A large randomised trial was halted after preliminary analysis found that taking aspirin after treatment for breast cancer did not reduce the risk of disease recurrence.
Laboratory studies had previously shown that aspirin and nonsteroidal anti-inflammatory drugs (NSAIDs) reduced breast cancer growth and invasion. Non-steroidal anti-inflammatory drugs (NSAIDs) display anticancer activity through the inhibition of the COX-2 enzyme, triggering processes such as apoptosis, a reduction in proliferation and inhibition of carcinogenesis. Several observational studies have shown a reduced risk of breast cancer mortality among regular aspirin users.
There was a 25% higher risk of invasive recurrence in patients who took aspirin for a median of 18 months, but not statistically different from placebo (P = 0.1258). The aspirin group had an excess of all disease-related events, including death, local and distant recurrence/progression, and new primary tumours.
The results are in line with similar trials that ended while the Aspirin after Breast Cancer (ABC) trial was ongoing, Wendy Y. Chen, MD, of Dana-Farber Cancer Institute in Boston, said during a presentation at the American Society of Clinical Oncology (ASCO) Plenary Series.
“In this double-blind, placebo-controlled randomised trial, there was no benefit of aspirin 300 milligrams daily in terms of breast cancer invasive disease-free survival,” reported Dr Chen. “Although follow-up was short, the futility bound was clearly crossed. We had reached 50% of the events, and there was a numerically higher number of events in the aspirin arm. Therefore, it was unlikely that even with further follow-up there wouldn’t be any benefit associated with aspirin.”

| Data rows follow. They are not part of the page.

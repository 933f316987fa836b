//! InMemory ConnectionRegistry 実装
//!
//! ドメイン層が定義する ConnectionRegistry trait の具体的な実装。
//! 接続テーブルとルーム索引の 2 つの HashMap を 1 つの Mutex で保護します。
//! 両者は常に同じロック区間で更新されるため、不整合は観測されません。

use std::{
    collections::{BTreeSet, HashMap},
    sync::Arc,
};

use agrirelay_shared::time::Clock;
use async_trait::async_trait;
use tokio::sync::Mutex;

use crate::domain::{
    Connection, ConnectionRegistry, RegistryError, Room, RoomMember, SessionId, Timestamp,
    WalletAddress,
};

#[derive(Default)]
struct RegistryState {
    /// session_id -> 接続
    connections: HashMap<SessionId, Connection>,
    /// address -> 所属している session_id（空集合は保持しない）
    rooms: HashMap<WalletAddress, BTreeSet<SessionId>>,
}

impl RegistryState {
    fn snapshot_room(&self, address: &WalletAddress, members: &BTreeSet<SessionId>) -> Room {
        Room {
            address: address.clone(),
            members: members
                .iter()
                .filter_map(|id| {
                    self.connections.get(id).map(|connection| RoomMember {
                        session_id: id.clone(),
                        connected_at: connection.connected_at,
                    })
                })
                .collect(),
        }
    }
}

/// インメモリ ConnectionRegistry 実装
pub struct InMemoryConnectionRegistry {
    state: Mutex<RegistryState>,
    clock: Arc<dyn Clock>,
}

impl InMemoryConnectionRegistry {
    /// 新しい InMemoryConnectionRegistry を作成
    ///
    /// `clock` は接続時刻の記録に使われます。
    pub fn new(clock: Arc<dyn Clock>) -> Self {
        Self {
            state: Mutex::new(RegistryState::default()),
            clock,
        }
    }
}

#[async_trait]
impl ConnectionRegistry for InMemoryConnectionRegistry {
    async fn add_connection(&self, session_id: SessionId) -> Connection {
        let connected_at = Timestamp::new(self.clock.now_millis());
        let connection = Connection::new(session_id.clone(), connected_at);

        let mut state = self.state.lock().await;
        state.connections.insert(session_id, connection.clone());
        connection
    }

    async fn join_room(
        &self,
        session_id: &SessionId,
        address: WalletAddress,
    ) -> Result<bool, RegistryError> {
        let mut state = self.state.lock().await;

        let connection = state
            .connections
            .get_mut(session_id)
            .ok_or_else(|| RegistryError::ConnectionNotFound(session_id.to_string()))?;
        if !connection.join(address.clone()) {
            return Ok(false);
        }

        state
            .rooms
            .entry(address)
            .or_default()
            .insert(session_id.clone());
        Ok(true)
    }

    async fn remove_connection(&self, session_id: &SessionId) -> Option<Connection> {
        let mut state = self.state.lock().await;

        let connection = state.connections.remove(session_id)?;
        for address in &connection.rooms {
            if let Some(members) = state.rooms.get_mut(address) {
                members.remove(session_id);
                if members.is_empty() {
                    state.rooms.remove(address);
                    tracing::debug!("Room '{}' is now empty and was dropped", address);
                }
            }
        }
        Some(connection)
    }

    async fn members_of(&self, address: &WalletAddress) -> Vec<SessionId> {
        let state = self.state.lock().await;
        state
            .rooms
            .get(address)
            .map(|members| members.iter().cloned().collect())
            .unwrap_or_default()
    }

    async fn rooms(&self) -> Vec<Room> {
        let state = self.state.lock().await;
        let mut rooms: Vec<Room> = state
            .rooms
            .iter()
            .map(|(address, members)| state.snapshot_room(address, members))
            .collect();

        // Sort by address for consistent ordering
        rooms.sort_by(|a, b| a.address.cmp(&b.address));
        rooms
    }

    async fn room(&self, address: &WalletAddress) -> Option<Room> {
        let state = self.state.lock().await;
        state
            .rooms
            .get(address)
            .map(|members| state.snapshot_room(address, members))
    }

    async fn count_connections(&self) -> usize {
        let state = self.state.lock().await;
        state.connections.len()
    }
}

#[cfg(test)]
mod tests {
    use super::*;
    use agrirelay_shared::time::FixedClock;

    // ========================================
    // テスト作業記録
    // ========================================
    // 【何をテストするか】
    // - 接続の追加・削除とルーム参加
    // - ルームが所属から導出され、空になったら消えること
    // - 削除・参加の冪等性
    //
    // 【どのようなシナリオをテストするか】
    // 1. 同じアドレスに複数接続が参加できる（複数タブ）
    // 2. 切断で全ルームから抜ける
    // 3. 未登録接続の削除・参加
    // ========================================

    fn create_test_registry() -> InMemoryConnectionRegistry {
        InMemoryConnectionRegistry::new(Arc::new(FixedClock::new(1_000)))
    }

    fn session(id: &str) -> SessionId {
        SessionId::new(id.to_string()).unwrap()
    }

    fn address(value: &str) -> WalletAddress {
        WalletAddress::new(value.to_string()).unwrap()
    }

    #[tokio::test]
    async fn test_add_connection_records_connected_at() {
        // テスト項目: 接続追加時に Clock の時刻が記録され、ルームには所属しない
        // given (前提条件):
        let registry = create_test_registry();

        // when (操作):
        let connection = registry.add_connection(session("s1")).await;

        // then (期待する結果):
        assert_eq!(connection.connected_at, Timestamp::new(1_000));
        assert!(connection.rooms.is_empty());
        assert_eq!(registry.count_connections().await, 1);
        assert!(registry.rooms().await.is_empty());
    }

    #[tokio::test]
    async fn test_join_room_multiple_connections_same_address() {
        // テスト項目: 同じアドレスに複数の接続が参加できる
        // given (前提条件):
        let registry = create_test_registry();
        registry.add_connection(session("tab1")).await;
        registry.add_connection(session("tab2")).await;

        // when (操作):
        registry.join_room(&session("tab1"), address("0xAAA")).await.unwrap();
        registry.join_room(&session("tab2"), address("0xAAA")).await.unwrap();

        // then (期待する結果):
        let members = registry.members_of(&address("0xAAA")).await;
        assert_eq!(members, vec![session("tab1"), session("tab2")]);
    }

    #[tokio::test]
    async fn test_join_room_is_idempotent() {
        // テスト項目: 同じルームへの二重参加は追加の効果を持たない
        // given (前提条件):
        let registry = create_test_registry();
        registry.add_connection(session("s1")).await;

        // when (操作):
        let first = registry.join_room(&session("s1"), address("0xAAA")).await;
        let second = registry.join_room(&session("s1"), address("0xAAA")).await;

        // then (期待する結果):
        assert_eq!(first, Ok(true));
        assert_eq!(second, Ok(false));
        assert_eq!(registry.members_of(&address("0xAAA")).await.len(), 1);
    }

    #[tokio::test]
    async fn test_join_room_unknown_connection() {
        // テスト項目: 未登録の接続はルームに参加できない
        // given (前提条件):
        let registry = create_test_registry();

        // when (操作):
        let result = registry.join_room(&session("ghost"), address("0xAAA")).await;

        // then (期待する結果):
        assert_eq!(
            result,
            Err(RegistryError::ConnectionNotFound("ghost".to_string()))
        );
        assert!(registry.room(&address("0xAAA")).await.is_none());
    }

    #[tokio::test]
    async fn test_remove_connection_leaves_every_room() {
        // テスト項目: 切断すると参加していた全ルームから抜け、空のルームは消える
        // given (前提条件):
        let registry = create_test_registry();
        registry.add_connection(session("s1")).await;
        registry.add_connection(session("s2")).await;
        registry.join_room(&session("s1"), address("0xAAA")).await.unwrap();
        registry.join_room(&session("s1"), address("0xBBB")).await.unwrap();
        registry.join_room(&session("s2"), address("0xBBB")).await.unwrap();

        // when (操作):
        let removed = registry.remove_connection(&session("s1")).await;

        // then (期待する結果):
        let removed = removed.unwrap();
        assert_eq!(removed.rooms.len(), 2);
        assert!(registry.room(&address("0xAAA")).await.is_none());
        assert_eq!(
            registry.members_of(&address("0xBBB")).await,
            vec![session("s2")]
        );
        assert_eq!(registry.count_connections().await, 1);
    }

    #[tokio::test]
    async fn test_remove_connection_is_idempotent() {
        // テスト項目: 同じ接続を二度削除してもエラーにならない
        // given (前提条件):
        let registry = create_test_registry();
        registry.add_connection(session("s1")).await;
        registry.join_room(&session("s1"), address("0xAAA")).await.unwrap();

        // when (操作):
        let first = registry.remove_connection(&session("s1")).await;
        let second = registry.remove_connection(&session("s1")).await;

        // then (期待する結果):
        assert!(first.is_some());
        assert!(second.is_none());
        assert!(registry.members_of(&address("0xAAA")).await.is_empty());
    }

    #[tokio::test]
    async fn test_rooms_sorted_with_members() {
        // テスト項目: ルーム一覧はアドレス順で、メンバーの接続時刻を含む
        // given (前提条件):
        let registry = create_test_registry();
        registry.add_connection(session("s1")).await;
        registry.add_connection(session("s2")).await;
        registry.join_room(&session("s1"), address("0xCCC")).await.unwrap();
        registry.join_room(&session("s2"), address("0xAAA")).await.unwrap();

        // when (操作):
        let rooms = registry.rooms().await;

        // then (期待する結果):
        assert_eq!(rooms.len(), 2);
        assert_eq!(rooms[0].address, address("0xAAA"));
        assert_eq!(rooms[1].address, address("0xCCC"));
        assert_eq!(
            rooms[0].members,
            vec![RoomMember {
                session_id: session("s2"),
                connected_at: Timestamp::new(1_000),
            }]
        );
    }
}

“Although inflammation may still play a key role in cancer, it’s important to remember that aspirin may have different effects in other cancers, such as colon, or in different settings, such as primary versus secondary prevention,” she added.
Though the trial was well designed, enrolled the right population and with adequate dosing. the trial was stopped early for futility, commented Angela DeMichele, MD, of the Abramson Cancer Center at the University of Pennsylvania.
“The direction and magnitude [of the difference in events] highly preclude the possibility that there would have been a benefit with more follow-up,” said Dr DeMichele. “Although it was not statistically significant, we cannot rule out the possibility of a potential increase in breast cancer recurrence from the use of aspirin.”
“For patients and providers at this time, aspirin should not be used simply to prevent breast cancer recurrence,” she continued. “For those situations in which there are other options, decisions about aspirin use for other indications should definitely include an individualised risk/benefit discussion between physician and patient.”
The results underscore the need for prospective, randomised clinical trials to validate the effects of interventions from observational studies, she concluded.
The ABC trial involved patients under 70 with HER2-negative, high-risk breast cancer. The study randomised 3021 participants to 300 mg of aspirin daily or matching placebo for 5 years, with the primary endpoint being invasive disease-free survival.
Dr Chen further noted that three clinical trials of aspirin or NSAID treatment ended while the ABC trial was ongoing. The Canadian-led MA.27 trial of an aromatase inhibitor plus celecoxib ended due to toxicity in the celecoxib arm. The randomised REACT trial of celecoxib in HER2-negative breast cancer showed no difference in disease-free survival after more than 6 years of follow-up.
The ASPREE trial tested low-dose aspirin on all-cause mortality in healthy older patients, and results showed a trend to increased all-cause mortality and significantly higher cancer mortality in the aspirin arm.
During the post-presentation discussion, an audience member asked whether the results definitively ruled out a late benefit of aspirin, given that most patients had HR-positive disease wherein late relapse is not uncommon.
“It’s always frustrating when a study is closed early, and it was done in this case after we had reached 50% of the expected benefits,” said Chen. “There was an increase [in clinical events]. Not a statistically significant increase, but it was bordering on statistical significance. In order for aspirin to have a benefit, it would mean that in the second half, there would need to be a significantly decreased risk. It would basically need to flip and that would be biologically difficult to imagine.”
“I think it’s fair to say that this study doesn’t say definitively that there’s harm, but as for the likelihood of a benefit of aspirin, that would be extremely unlikely,” she said.